Looking for more on Incoterms®? Click here to download our full list.
Choosing the Incoterm® rule that fits a shipment depends on location. Choose FOB, FCA, or EXW when buying and selling in the United States or Canada. These three Incoterms® provide the most control over goods. With EXW, sellers must have goods ready for collection at an agreed-upon place of delivery (the seller’s factory, mill, plant, or warehouse).
Buyers and sellers in Western Europe benefit from EXW, as Western Europe and the United States have similar Customs regulations related to the Foreign Corrupt Practices Act (FCPA). In other regions, FOB and FCA make more sense because many countries do not adhere to FCPA.

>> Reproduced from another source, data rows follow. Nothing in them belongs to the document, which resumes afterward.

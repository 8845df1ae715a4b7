pub mod assignment;
pub mod personal_item;
pub mod timetable;

pub use assignment::Assignment;
pub use personal_item::{ItemScope, NewPersonalItem, PersonalItem, PersonalItemPatch, PersonalItemType, Priority};
pub use timetable::{NewTimetableEvent, SessionType, TimetableEvent};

A knowledgeable freight partner can help select the right Incoterm® rule, but companies must make sure the rule gets listed correctly in the contract.
Be Aware of Other Charges
Carriers charge a sea freight fee to move containers from port to port. Carriers express this rate as a per-container size/type charge, i.e., $1,000 for a 20-foot container or $2,000 for a 40-foot container.
Sea freight charges are standard, but other costs also factor in. These include:
- Bunker Adjustment Factor (BAF): Carriers charge BAF to cover fuel costs as they move containers from port to port. They express BAF as a percentage of the freight applicable per container size or type (such as 2% of the freight) or as a variable quantum per container size or type (such as $100 per 20-foot container or $200 per 40-foot container). BAF varies by trade routes.
- ISPS: Carriers issue ISPS charges to cover implementing the International Ship and Port Security (ISPS) code. They charge ISPS as a rate per container size/type.
- IMO 2020 Surcharge: Carriers issue this fee to cover implementing the IMO 2020 regulation, which limits sulfur content in ship fuel. Every carrier uses a different formula to calculate IMO 2020 surcharges.
- Perishable Cargo: When perishable cargo requires a reefer container, additional charges, such as PTI, cold treatment, and plug-in fees, apply.
- Out-of-Gauge Cargo: Carriers charge fees to cover lost slots and special equipment needs. They may even charge a deposit when moving containers to border countries.
A host of other charges also exist, depending on the trade and route. For example, carriers may charge a Currency Adjustment Factor, War Risk Surcharge, or Piracy Surcharges.
Ancillary charges also apply when working with freight forwarders for services like FCL, LCL, Groupage, door-to-door, pier-to-pier, and even intermodal or multimodal movements. Who pays these fees depends on the Incoterm®. For example, shippers bear carriage and pre-carriage fees for DDP shipments.
These fees can include:
- Pre-Carriage—Movement that happens before carriers load containers onto the vessel.
- Carriage—Movement that happens when the container is on the ship.
- On-Carriage—Movement that happens after carriers discharge the container from the vessel.
- Consol/Deconsol—Charges for combining loads into a consolidated shipment or deconsolidating shipments.
- Chassis Usage—Carriers assess a chassis fee when a shipment travels by truck to a destination.
Besides sea freight fees and ancillary charges, freight contracts also include mandatory and standard local fees at the origin and destination. These fees include terminal handling charges, documentation fees, local service charges, Bill of Lading charges, and other administrative fees. Freight companies often bury these fees in the fine print.
When reviewing a contract, pay attention to all-inclusive or administrative fees. When the contract includes these words, ask questions about what the fees include.
A freight forwarding quote contains many details. Companies must read contracts carefully, closely examine the fine print, and ask questions to ensure there are no surprises later.